[Opening Records for processing section]

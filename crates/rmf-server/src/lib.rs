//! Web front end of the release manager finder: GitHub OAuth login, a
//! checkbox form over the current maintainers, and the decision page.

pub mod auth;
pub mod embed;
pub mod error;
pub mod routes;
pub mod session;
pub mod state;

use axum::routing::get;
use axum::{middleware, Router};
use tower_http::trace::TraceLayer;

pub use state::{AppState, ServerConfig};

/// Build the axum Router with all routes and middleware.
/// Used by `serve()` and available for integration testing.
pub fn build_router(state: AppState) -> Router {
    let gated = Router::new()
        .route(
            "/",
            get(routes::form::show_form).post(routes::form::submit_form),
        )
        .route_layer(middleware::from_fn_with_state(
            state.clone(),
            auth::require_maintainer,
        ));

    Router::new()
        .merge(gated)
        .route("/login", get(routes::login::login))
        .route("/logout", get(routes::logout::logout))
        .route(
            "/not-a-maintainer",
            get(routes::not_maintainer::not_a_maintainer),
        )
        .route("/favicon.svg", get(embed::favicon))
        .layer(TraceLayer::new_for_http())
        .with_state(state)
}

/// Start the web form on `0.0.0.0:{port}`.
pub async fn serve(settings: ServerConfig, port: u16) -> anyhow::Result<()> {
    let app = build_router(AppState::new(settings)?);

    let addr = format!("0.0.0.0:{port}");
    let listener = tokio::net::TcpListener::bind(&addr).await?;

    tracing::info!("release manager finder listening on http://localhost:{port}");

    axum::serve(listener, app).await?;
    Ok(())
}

[Closing Records for processing section]
[Opening Records for processing section]

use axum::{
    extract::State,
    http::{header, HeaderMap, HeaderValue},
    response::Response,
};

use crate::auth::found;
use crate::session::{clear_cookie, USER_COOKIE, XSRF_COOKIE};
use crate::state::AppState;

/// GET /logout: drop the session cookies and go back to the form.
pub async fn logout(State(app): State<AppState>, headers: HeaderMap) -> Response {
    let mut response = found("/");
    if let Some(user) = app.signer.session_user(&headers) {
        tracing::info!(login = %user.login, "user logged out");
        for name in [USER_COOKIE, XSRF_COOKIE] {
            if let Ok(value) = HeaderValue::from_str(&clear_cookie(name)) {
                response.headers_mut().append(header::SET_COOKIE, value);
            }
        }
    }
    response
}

[Closing Records for processing section]

● Task requirements: Among the records, count every line where "embed" appears. Reply with the total alone.

● Response to this exercise: 2